People v. Collins 68 Cal.2d 319, 66 Cal.Rptr. 497, 438 P.2d (1968)
Collins and his wife were accused of robbery.
Collins was a black man with a beard and his wife was a
blond white woman.
At Trial, the prosecutors had difficulty establishing a
positive identification, so they resorted to probabilistic evidence.
Basically, they brought in a math professor as an expert
witness to say that since witnesses claimed that the crime was
committed by a 'black man with a beard and a blond white woman' there was
an overwhelming probability that the crime was committed by any couple
answering to such distinctive characteristics.
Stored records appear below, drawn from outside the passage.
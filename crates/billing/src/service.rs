//! Subscription service
//!
//! Operator and user facing subscription operations, plus the period-end
//! sweep run by the renewal worker. Every status change goes through
//! `Subscription::apply` under the same per-subscription lock the payment
//! processor uses.

use std::sync::Arc;

use serde::Serialize;
use time::OffsetDateTime;
use uuid::Uuid;

use crate::error::{BillingError, BillingResult};
use crate::notifications::{Notifier, SubscriptionNotification};
use crate::processor::SubscriptionLocks;
use crate::store::{BillingStore, Transaction, VersionedWrite};
use crate::subscriptions::{BillingPeriod, Subscription, SubscriptionEvent, SubscriptionStatus};

/// Result of one period-end sweep
#[derive(Debug, Clone, Default, PartialEq, Eq, Serialize)]
pub struct SweepReport {
    pub examined: usize,
    pub expired: usize,
    pub cancelled: usize,
    pub failed: usize,
}

#[derive(Clone)]
pub struct SubscriptionService {
    store: Arc<dyn BillingStore>,
    notifier: Arc<dyn Notifier>,
    locks: SubscriptionLocks,
}

impl SubscriptionService {
    pub fn new(
        store: Arc<dyn BillingStore>,
        notifier: Arc<dyn Notifier>,
        locks: SubscriptionLocks,
    ) -> Self {
        Self {
            store,
            notifier,
            locks,
        }
    }

    /// Start a subscription awaiting its first payment
    pub async fn create(
        &self,
        user_id: Uuid,
        plan_id: &str,
        billing_period: BillingPeriod,
    ) -> BillingResult<Subscription> {
        if plan_id.trim().is_empty() {
            return Err(BillingError::InvalidInput("plan_id is required".to_string()));
        }

        let subscription = Subscription::create(user_id, plan_id.trim(), billing_period)?;
        self.store.insert_subscription(&subscription).await?;

        tracing::info!(
            subscription_id = %subscription.id,
            user_id = %user_id,
            plan_id = %subscription.plan_id,
            billing_period = billing_period.as_str(),
            "Subscription created"
        );
        Ok(subscription)
    }

    pub async fn get(&self, id: Uuid) -> BillingResult<Subscription> {
        self.store
            .get_subscription(id)
            .await?
            .ok_or_else(|| BillingError::NotFound(format!("subscription {}", id)))
    }

    pub async fn transactions(&self, id: Uuid) -> BillingResult<Vec<Transaction>> {
        self.get(id).await?;
        self.store.list_transactions(id).await
    }

    /// Cancel now, or flag the subscription to end with its current period
    pub async fn cancel(&self, id: Uuid, at_period_end: bool) -> BillingResult<Subscription> {
        let _guard = self.locks.acquire(id).await;
        let subscription = self.get(id).await?;
        let event = SubscriptionEvent::Cancel { at_period_end };
        self.apply(&subscription, event, OffsetDateTime::now_utc())
            .await
    }

    /// Close out active subscriptions whose period ended without renewal
    pub async fn sweep_period_end(
        &self,
        now: OffsetDateTime,
        limit: i64,
    ) -> BillingResult<SweepReport> {
        let due = self.store.list_period_ended(now, limit).await?;
        let mut report = SweepReport {
            examined: due.len(),
            ..SweepReport::default()
        };

        for candidate in due {
            let _guard = self.locks.acquire(candidate.id).await;

            // A renewal may have landed since the listing
            let current = match self.store.get_subscription(candidate.id).await {
                Ok(Some(s)) => s,
                Ok(None) => continue,
                Err(e) => {
                    tracing::error!(
                        subscription_id = %candidate.id,
                        error = %e,
                        "Failed to reload subscription"
                    );
                    report.failed += 1;
                    continue;
                }
            };
            if !current.closes_at_period_end() || !current.period_has_ended(now) {
                continue;
            }

            match self.apply(&current, SubscriptionEvent::PeriodElapsed, now).await {
                Ok(updated) if updated.status == SubscriptionStatus::Cancelled => {
                    report.cancelled += 1
                }
                Ok(_) => report.expired += 1,
                Err(e) => {
                    tracing::error!(
                        subscription_id = %current.id,
                        error = %e,
                        "Failed to close out subscription period"
                    );
                    report.failed += 1;
                }
            }
        }

        if report.examined > 0 {
            tracing::info!(
                examined = report.examined,
                expired = report.expired,
                cancelled = report.cancelled,
                failed = report.failed,
                "Period-end sweep complete"
            );
        }
        Ok(report)
    }

    async fn apply(
        &self,
        subscription: &Subscription,
        event: SubscriptionEvent,
        now: OffsetDateTime,
    ) -> BillingResult<Subscription> {
        let transition = subscription.apply(&event, now).inspect_err(|e| {
            tracing::error!(
                subscription_id = %subscription.id,
                current_status = %subscription.status,
                attempted = event.name(),
                error = %e,
                "Rejected subscription transition"
            );
        })?;

        self.store
            .update_subscription(VersionedWrite {
                subscription: &transition.subscription,
                expected_version: subscription.version,
            })
            .await?;

        tracing::info!(
            subscription_id = %subscription.id,
            from = %transition.from,
            to = %transition.to,
            event = event.name(),
            "Subscription transition applied"
        );

        if let Some(kind) = transition.notification {
            self.notifier.notify(SubscriptionNotification::for_subscription(
                kind,
                &transition.subscription,
            ));
        }
        Ok(transition.subscription)
    }
}

#[cfg(test)]
mod tests {
    use time::Duration;

    use super::*;
    use crate::notifications::testing::RecordingNotifier;
    use crate::notifications::NotificationKind;
    use crate::store::InMemoryBillingStore;

    fn service() -> (SubscriptionService, Arc<InMemoryBillingStore>, Arc<RecordingNotifier>) {
        let store = Arc::new(InMemoryBillingStore::new());
        let notifier = Arc::new(RecordingNotifier::default());
        let service =
            SubscriptionService::new(store.clone(), notifier.clone(), SubscriptionLocks::new());
        (service, store, notifier)
    }

    /// Store an active subscription whose period ends at `period_end`
    async fn active(
        store: &InMemoryBillingStore,
        service: &SubscriptionService,
        period_end: OffsetDateTime,
        cancel_at_period_end: bool,
    ) -> Subscription {
        seeded(
            store,
            service,
            SubscriptionStatus::Active,
            period_end,
            cancel_at_period_end,
        )
        .await
    }

    async fn seeded(
        store: &InMemoryBillingStore,
        service: &SubscriptionService,
        status: SubscriptionStatus,
        period_end: OffsetDateTime,
        cancel_at_period_end: bool,
    ) -> Subscription {
        let mut sub = service
            .create(Uuid::new_v4(), "pro", BillingPeriod::Monthly)
            .await
            .unwrap();
        let expected_version = sub.version;
        sub.status = status;
        sub.current_period_start = Some(period_end - Duration::days(30));
        sub.current_period_end = Some(period_end);
        sub.cancel_at_period_end = cancel_at_period_end;
        sub.version += 1;
        store
            .update_subscription(VersionedWrite {
                subscription: &sub,
                expected_version,
            })
            .await
            .unwrap();
        sub
    }

    #[tokio::test]
    async fn test_create_starts_pending() {
        let (service, _, _) = service();
        let sub = service
            .create(Uuid::new_v4(), "pro", BillingPeriod::Yearly)
            .await
            .unwrap();
        assert_eq!(sub.status, SubscriptionStatus::Pending);
        assert_eq!(service.get(sub.id).await.unwrap(), sub);
    }

    #[tokio::test]
    async fn test_create_requires_plan() {
        let (service, _, _) = service();
        let err = service
            .create(Uuid::new_v4(), "  ", BillingPeriod::Monthly)
            .await
            .unwrap_err();
        assert!(matches!(err, BillingError::InvalidInput(_)));
    }

    #[tokio::test]
    async fn test_get_missing_is_not_found() {
        let (service, _, _) = service();
        assert!(matches!(
            service.get(Uuid::new_v4()).await,
            Err(BillingError::NotFound(_))
        ));
    }

    #[tokio::test]
    async fn test_cancel_at_period_end_then_sweep_cancels() {
        let (service, store, notifier) = service();
        let now = OffsetDateTime::now_utc();
        let sub = active(&store, &service, now + Duration::days(3), false).await;

        let flagged = service.cancel(sub.id, true).await.unwrap();
        assert_eq!(flagged.status, SubscriptionStatus::Active);
        assert!(flagged.cancel_at_period_end);
        assert!(flagged.cancelled_at.is_some());

        // Nothing happens before the period ends
        let early = service.sweep_period_end(now, 100).await.unwrap();
        assert_eq!(early.examined, 0);

        let report = service
            .sweep_period_end(now + Duration::days(4), 100)
            .await
            .unwrap();
        assert_eq!(report.cancelled, 1);
        assert_eq!(
            service.get(sub.id).await.unwrap().status,
            SubscriptionStatus::Cancelled
        );
        assert_eq!(
            notifier.kinds(),
            vec![NotificationKind::CancellationScheduled, NotificationKind::Cancelled]
        );
    }

    #[tokio::test]
    async fn test_past_due_cancelled_at_period_end_is_swept() {
        let (service, store, _) = service();
        let now = OffsetDateTime::now_utc();
        let period_end = now + Duration::days(5);
        let flagged = seeded(&store, &service, SubscriptionStatus::PastDue, period_end, false).await;
        let untouched = seeded(&store, &service, SubscriptionStatus::PastDue, period_end, false).await;

        let scheduled = service.cancel(flagged.id, true).await.unwrap();
        assert_eq!(scheduled.status, SubscriptionStatus::PastDue);
        assert!(scheduled.cancel_at_period_end);

        let report = service
            .sweep_period_end(now + Duration::days(60), 100)
            .await
            .unwrap();
        assert_eq!(report.examined, 1);
        assert_eq!(report.cancelled, 1);
        assert_eq!(
            service.get(flagged.id).await.unwrap().status,
            SubscriptionStatus::Cancelled
        );
        // Dunning without a scheduled cancel is left to the gateway
        assert_eq!(
            service.get(untouched.id).await.unwrap().status,
            SubscriptionStatus::PastDue
        );
    }

    #[tokio::test]
    async fn test_sweep_expires_unrenewed() {
        let (service, store, _) = service();
        let now = OffsetDateTime::now_utc();
        let sub = active(&store, &service, now - Duration::hours(1), false).await;
        let renewed = active(&store, &service, now + Duration::days(20), false).await;

        let report = service.sweep_period_end(now, 100).await.unwrap();
        assert_eq!(report.expired, 1);
        assert_eq!(report.failed, 0);
        assert_eq!(
            service.get(sub.id).await.unwrap().status,
            SubscriptionStatus::Expired
        );
        assert_eq!(
            service.get(renewed.id).await.unwrap().status,
            SubscriptionStatus::Active
        );
    }

    #[tokio::test]
    async fn test_cancel_pending_is_invalid_and_unchanged() {
        let (service, _, _) = service();
        let sub = service
            .create(Uuid::new_v4(), "pro", BillingPeriod::Monthly)
            .await
            .unwrap();

        let err = service.cancel(sub.id, false).await.unwrap_err();
        assert!(matches!(err, BillingError::InvalidTransition { .. }));
        assert_eq!(service.get(sub.id).await.unwrap(), sub);
    }

    #[tokio::test]
    async fn test_immediate_cancel_is_terminal() {
        let (service, store, _) = service();
        let period_end = OffsetDateTime::now_utc() + Duration::days(10);
        let sub = active(&store, &service, period_end, false).await;

        let cancelled = service.cancel(sub.id, false).await.unwrap();
        assert_eq!(cancelled.status, SubscriptionStatus::Cancelled);
        assert!(service.cancel(sub.id, false).await.is_err());
    }
}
Only 1 in 12 million couple share these characteristics.
The Trial Court found Collins guilty. He appealed.
The California Supreme Court reversed and remanded for a
The California Supreme Court found that guilt cannot be
determined by odds, and that the introduction of probabilistic
evidence infected the case with fatal error.
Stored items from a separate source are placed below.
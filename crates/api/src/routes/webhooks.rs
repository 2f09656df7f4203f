//! Gateway webhook ingress
//!
//! The gateway only ever sees 200, 400 or 500 here. Retries, dead letters and
//! invalid transitions are handled behind a 200.

use axum::{
    body::Bytes,
    extract::{rejection::BytesRejection, Path, State},
    http::{header::CONTENT_TYPE, HeaderMap, StatusCode},
    response::{IntoResponse, Response},
    Json,
};
use paywire_billing::{WebhookOutcome, WebhookRequest, SIGNATURE_HEADER};
use serde_json::json;
use time::OffsetDateTime;

use crate::error::{ApiError, ApiResult};
use crate::state::AppState;

/// POST /webhooks/{provider}
pub async fn receive_webhook(
    State(state): State<AppState>,
    Path(provider): Path<String>,
    headers: HeaderMap,
    body: Result<Bytes, BytesRejection>,
) -> ApiResult<Response> {
    let receiver = &state.pipeline.receiver;
    if provider != receiver.provider() {
        return Err(ApiError::NotFound(format!("webhook provider '{}'", provider)));
    }

    // Oversized or unreadable bodies are a 400 to the gateway, never a 413
    let body = match body {
        Ok(body) => body,
        Err(rejection) => {
            tracing::warn!(
                provider = %provider,
                error = %rejection.body_text(),
                "Webhook body rejected"
            );
            let body = json!({ "error": "invalid_body", "message": rejection.body_text() });
            return Ok((StatusCode::BAD_REQUEST, Json(body)).into_response());
        }
    };

    let request = WebhookRequest {
        content_type: headers.get(CONTENT_TYPE).and_then(|v| v.to_str().ok()),
        signature: headers.get(SIGNATURE_HEADER).and_then(|v| v.to_str().ok()),
        body: &body,
    };
    let (event_id, outcome) = receiver.receive(request).await;

    let status =
        StatusCode::from_u16(outcome.status_code()).unwrap_or(StatusCode::INTERNAL_SERVER_ERROR);
    let body = match &outcome {
        WebhookOutcome::Rejected {
            error_code,
            message,
            ..
        } => json!({ "error": error_code, "message": message }),
        WebhookOutcome::Duplicate => json!({
            "received": true,
            "status": outcome.label(),
            "event_id": event_id,
            "message": "Event already processed",
        }),
        _ => json!({
            "received": true,
            "status": outcome.label(),
            "event_id": event_id,
        }),
    };

    Ok((status, Json(body)).into_response())
}

/// GET /webhooks/{provider}
pub async fn webhook_liveness(
    State(state): State<AppState>,
    Path(provider): Path<String>,
) -> ApiResult<Json<serde_json::Value>> {
    if provider != state.pipeline.receiver.provider() {
        return Err(ApiError::NotFound(format!("webhook provider '{}'", provider)));
    }

    let timestamp = OffsetDateTime::now_utc()
        .format(&time::format_description::well_known::Rfc3339)
        .map_err(|e| ApiError::Internal(e.to_string()))?;

    Ok(Json(json!({
        "provider": provider,
        "status": "ok",
        "timestamp": timestamp,
    })))
}

#[cfg(test)]
mod tests {
    use axum::body::Body;
    use axum::http::Request;
    use paywire_billing::{sign_payload, BillingPeriod};
    use serde_json::json;
    use uuid::Uuid;

    use super::*;
    use crate::routes::test_support::*;

    fn charge(id: &str, reference: &str, subscription_id: Uuid) -> Vec<u8> {
        json!({
            "id": id,
            "type": "charge.completed",
            "created_at": 1_700_000_000,
            "data": { "reference": reference, "subscription_id": subscription_id, "amount": 1999 },
        })
        .to_string()
        .into_bytes()
    }

    fn webhook(body: Vec<u8>, signature: Option<String>) -> Request<Body> {
        let mut builder = Request::builder()
            .method("POST")
            .uri("/webhooks/gateway")
            .header("content-type", "application/json");
        if let Some(sig) = signature {
            builder = builder.header("x-signature", sig);
        }
        builder.body(Body::from(body)).unwrap()
    }

    #[tokio::test]
    async fn test_missing_signature_is_400() {
        let state = state();
        let (status, body) = send(&state, webhook(charge("evt_1", "ch_1", Uuid::new_v4()), None)).await;

        assert_eq!(status, StatusCode::BAD_REQUEST);
        assert!(body["message"]
            .as_str()
            .unwrap()
            .contains("Missing webhook signature"));
    }

    #[tokio::test]
    async fn test_processed_then_duplicate() {
        let state = state();
        let sub = state
            .pipeline
            .subscriptions
            .create(Uuid::new_v4(), "pro", BillingPeriod::Monthly)
            .await
            .unwrap();
        let body = charge("evt_1", "ch_1", sub.id);
        let sig = sign_payload(SECRET.as_bytes(), &body);

        let (status, first) = send(&state, webhook(body.clone(), Some(sig.clone()))).await;
        assert_eq!(status, StatusCode::OK);
        assert_eq!(first["status"], "processed");
        assert_eq!(first["event_id"], "evt_1:1700000000");

        let (status, second) = send(&state, webhook(body, Some(sig))).await;
        assert_eq!(status, StatusCode::OK);
        assert_eq!(second["status"], "duplicate");
    }

    #[tokio::test]
    async fn test_bad_signature_is_400() {
        let state = state();
        let body = charge("evt_2", "ch_2", Uuid::new_v4());
        let (status, body) = send(&state, webhook(body, Some("00ff".to_string()))).await;

        assert_eq!(status, StatusCode::BAD_REQUEST);
        assert_eq!(body["error"], "signature_invalid");
        assert!(state.pipeline.scheduler.is_empty().await);
    }

    #[tokio::test]
    async fn test_wrong_content_type_is_400() {
        let state = state();
        let request = Request::builder()
            .method("POST")
            .uri("/webhooks/gateway")
            .header("content-type", "text/plain")
            .header("x-signature", "abc")
            .body(Body::from("{}"))
            .unwrap();
        let (status, _) = send(&state, request).await;
        assert_eq!(status, StatusCode::BAD_REQUEST);
    }

    #[tokio::test]
    async fn test_oversized_body_is_400() {
        let state = state();
        let body = vec![b' '; 2 * 1024 * 1024 + 1];
        let (status, body) = send(&state, webhook(body, Some("abc".to_string()))).await;

        assert_eq!(status, StatusCode::BAD_REQUEST);
        assert_eq!(body["error"], "invalid_body");
    }

    #[tokio::test]
    async fn test_unknown_provider_is_404() {
        let state = state();
        let request = Request::builder()
            .method("POST")
            .uri("/webhooks/other")
            .header("content-type", "application/json")
            .body(Body::from("{}"))
            .unwrap();
        let (status, _) = send(&state, request).await;
        assert_eq!(status, StatusCode::NOT_FOUND);
    }

    #[tokio::test]
    async fn test_liveness_and_method_not_allowed() {
        let state = state();

        let request = Request::builder()
            .uri("/webhooks/gateway")
            .body(Body::empty())
            .unwrap();
        let (status, body) = send(&state, request).await;
        assert_eq!(status, StatusCode::OK);
        assert_eq!(body["provider"], "gateway");
        assert!(body["timestamp"].is_string());

        let request = Request::builder()
            .method("PUT")
            .uri("/webhooks/gateway")
            .body(Body::empty())
            .unwrap();
        let (status, _) = send(&state, request).await;
        assert_eq!(status, StatusCode::METHOD_NOT_ALLOWED);
    }
}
The testimony itself lacked an adequate foundation in
both evidence and statistical theory.
The expert appeared to have pulled the statistical
evidence out of his butt.
The testimony distracted the jury from its proper
function of weighing evidence on the issues and made them rely upon an
irrelevant mathematical demonstration.
Basically, even if you could prove that few couple met the
description, this evidence has no relevance as to whether or not
Collins and his wife committed the crime.
What if the true criminal was wearing a fake beard? How
would that skew the statistics?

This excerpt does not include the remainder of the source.